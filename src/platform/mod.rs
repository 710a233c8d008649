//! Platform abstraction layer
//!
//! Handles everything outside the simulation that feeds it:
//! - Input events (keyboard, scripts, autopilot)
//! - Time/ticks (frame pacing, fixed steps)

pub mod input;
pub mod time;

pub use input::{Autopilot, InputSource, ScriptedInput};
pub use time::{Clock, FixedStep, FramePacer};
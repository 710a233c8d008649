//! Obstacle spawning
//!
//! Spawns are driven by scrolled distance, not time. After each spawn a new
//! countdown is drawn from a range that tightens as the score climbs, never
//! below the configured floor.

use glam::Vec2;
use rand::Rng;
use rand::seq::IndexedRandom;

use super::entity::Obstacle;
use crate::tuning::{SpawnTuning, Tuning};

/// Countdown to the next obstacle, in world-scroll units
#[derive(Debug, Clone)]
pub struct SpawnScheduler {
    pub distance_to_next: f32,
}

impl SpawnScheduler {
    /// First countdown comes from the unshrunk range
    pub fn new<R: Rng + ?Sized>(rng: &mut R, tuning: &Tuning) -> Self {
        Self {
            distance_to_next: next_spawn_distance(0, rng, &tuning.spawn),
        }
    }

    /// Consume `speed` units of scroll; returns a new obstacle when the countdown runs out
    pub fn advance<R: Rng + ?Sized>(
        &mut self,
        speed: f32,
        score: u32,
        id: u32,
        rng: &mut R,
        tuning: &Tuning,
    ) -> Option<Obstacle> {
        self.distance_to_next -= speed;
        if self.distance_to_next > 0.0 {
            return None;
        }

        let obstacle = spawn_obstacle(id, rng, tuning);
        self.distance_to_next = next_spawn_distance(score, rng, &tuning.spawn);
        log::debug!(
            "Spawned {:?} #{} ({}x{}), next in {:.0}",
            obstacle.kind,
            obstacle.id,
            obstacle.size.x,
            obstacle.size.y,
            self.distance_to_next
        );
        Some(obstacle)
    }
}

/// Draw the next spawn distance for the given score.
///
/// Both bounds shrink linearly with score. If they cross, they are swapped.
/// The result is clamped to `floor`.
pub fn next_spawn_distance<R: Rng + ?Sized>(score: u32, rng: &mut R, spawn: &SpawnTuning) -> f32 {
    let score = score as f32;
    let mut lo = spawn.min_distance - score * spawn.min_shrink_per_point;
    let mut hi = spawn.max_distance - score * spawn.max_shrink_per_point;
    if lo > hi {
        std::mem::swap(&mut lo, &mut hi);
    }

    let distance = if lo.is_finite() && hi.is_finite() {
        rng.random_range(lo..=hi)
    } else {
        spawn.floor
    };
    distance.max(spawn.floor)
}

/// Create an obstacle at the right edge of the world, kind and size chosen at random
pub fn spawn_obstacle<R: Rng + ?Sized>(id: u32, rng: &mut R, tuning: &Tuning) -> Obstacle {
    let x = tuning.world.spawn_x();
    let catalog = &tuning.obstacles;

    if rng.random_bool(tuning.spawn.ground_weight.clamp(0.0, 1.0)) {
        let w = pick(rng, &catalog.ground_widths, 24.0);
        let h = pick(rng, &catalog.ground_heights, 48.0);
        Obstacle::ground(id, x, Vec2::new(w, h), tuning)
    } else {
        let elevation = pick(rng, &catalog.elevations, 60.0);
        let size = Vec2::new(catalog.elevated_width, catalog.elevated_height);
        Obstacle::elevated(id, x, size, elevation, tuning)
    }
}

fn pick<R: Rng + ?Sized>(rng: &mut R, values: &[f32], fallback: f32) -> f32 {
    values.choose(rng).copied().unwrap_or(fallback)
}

——

→ TASK BRIEF:
Word for word, every record must be given again.

→ RESPONSE TO THE EXERCISE:
filename src/platform/mod.rs
repository 710a233c8d008649
//! Platform abstraction layer
//!
//! Handles everything outside the simulation that feeds it:
//! - Input events (keyboard, scripts, autopilot)
//! - Time/ticks (frame pacing, fixed steps)

pub mod input;
pub mod time;

pub use input::{Autopilot, InputSource, ScriptedInput};
pub use time::{Clock, FixedStep, FramePacer};
repository 710a233c8d008649
//! Obstacle spawning
//!
//! Spawns are driven by scrolled distance, not time. After each spawn a new
//! countdown is drawn from a range that tightens as the score climbs, never
//! below the configured floor.

use glam::Vec2;
use rand::Rng;
use rand::seq::IndexedRandom;

use super::entity::Obstacle;
use crate::tuning::{SpawnTuning, Tuning};

/// Countdown to the next obstacle, in world-scroll units
#[derive(Debug, Clone)]
pub struct SpawnScheduler {
    pub distance_to_next: f32,
}

impl SpawnScheduler {
    /// First countdown comes from the unshrunk range
    pub fn new<R: Rng + ?Sized>(rng: &mut R, tuning: &Tuning) -> Self {
        Self {
            distance_to_next: next_spawn_distance(0, rng, &tuning.spawn),
        }
    }

    /// Consume `speed` units of scroll; returns a new obstacle when the countdown runs out
    pub fn advance<R: Rng + ?Sized>(
        &mut self,
        speed: f32,
        score: u32,
        id: u32,
        rng: &mut R,
        tuning: &Tuning,
    ) -> Option<Obstacle> {
        self.distance_to_next -= speed;
        if self.distance_to_next > 0.0 {
            return None;
        }

        let obstacle = spawn_obstacle(id, rng, tuning);
        self.distance_to_next = next_spawn_distance(score, rng, &tuning.spawn);
        log::debug!(
            "Spawned {:?} #{} ({}x{}), next in {:.0}",
            obstacle.kind,
            obstacle.id,
            obstacle.size.x,
            obstacle.size.y,
            self.distance_to_next
        );
        Some(obstacle)
    }
}

/// Draw the next spawn distance for the given score.
///
/// Both bounds shrink linearly with score. If they cross, they are swapped.
/// The result is clamped to `floor`.
pub fn next_spawn_distance<R: Rng + ?Sized>(score: u32, rng: &mut R, spawn: &SpawnTuning) -> f32 {
    let score = score as f32;
    let mut lo = spawn.min_distance - score * spawn.min_shrink_per_point;
    let mut hi = spawn.max_distance - score * spawn.max_shrink_per_point;
    if lo > hi {
        std::mem::swap(&mut lo, &mut hi);
    }

    let distance = if lo.is_finite() && hi.is_finite() {
        rng.random_range(lo..=hi)
    } else {
        spawn.floor
    };
    distance.max(spawn.floor)
}

/// Create an obstacle at the right edge of the world, kind and size chosen at random
pub fn spawn_obstacle<R: Rng + ?Sized>(id: u32, rng: &mut R, tuning: &Tuning) -> Obstacle {
    let x = tuning.world.spawn_x();
    let catalog = &tuning.obstacles;

    if rng.random_bool(tuning.spawn.ground_weight.clamp(0.0, 1.0)) {
        let w = pick(rng, &catalog.ground_widths, 24.0);
        let h = pick(rng, &catalog.ground_heights, 48.0);
        Obstacle::ground(id, x, Vec2::new(w, h), tuning)
    } else {
        let elevation = pick(rng, &catalog.elevations, 60.0);
        let size = Vec2::new(catalog.elevated_width, catalog.elevated_height);
        Obstacle::elevated(id, x, size, elevation, tuning)
    }
}

fn pick<R: Rng + ?Sized>(rng: &mut R, values: &[f32], fallback: f32) -> f32 {
    values.choose(rng).copied().unwrap_or(fallback)
}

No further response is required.